The newspaper acknowledged that the comment had, in fact, come from Mr Barron’s assistant and agreed to amend its cuttings file and database. The managing editor also wrote directly to the complainant to apologise for the mistake.

So that’s that absolutely massive and potentially embarrassing issue cleared up then. The Mail spoke not to Mr Barron, but his assistant. Phew. We’re still not quite clear on whether or not Kevin Barron’s daughter worked for him as that was not clarified – one can only assume that she hasn’t done unpaid work for him. Maybe she has done paid work? We don’t know – Kevin just wanted to make it clear that any comment on the issue most certainly did not come from him, but from an unaccountable assistant, which could be useful if it turns out if the statement about his daughter is incorrect. You can read the PCC judgement here.

What I find fascinating here is that Kevin Barron MP is seemingly very keen that the correct information is in the public domain, so keen that he will correct the tiniest detail.
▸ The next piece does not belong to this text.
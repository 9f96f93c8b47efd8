//! Bank branch registry adapters

pub mod razorpay;

pub use razorpay::RazorpayBranchRegistry;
And yet he won’t tell his constituents why a printer worth a few thousand pounds is necessary for his work, or why he needed thousands of pounds worth of furniture, or why the documentation released with his expenses suggests the capital amount of his mortgage has increased by several thousand pounds.

Big questions that constituents are asking: ignore

Tiny, inconsequential errors in a paper no-one takes seriously: complain to the PCC to get it corrected.

It’s the Kevin Barron way.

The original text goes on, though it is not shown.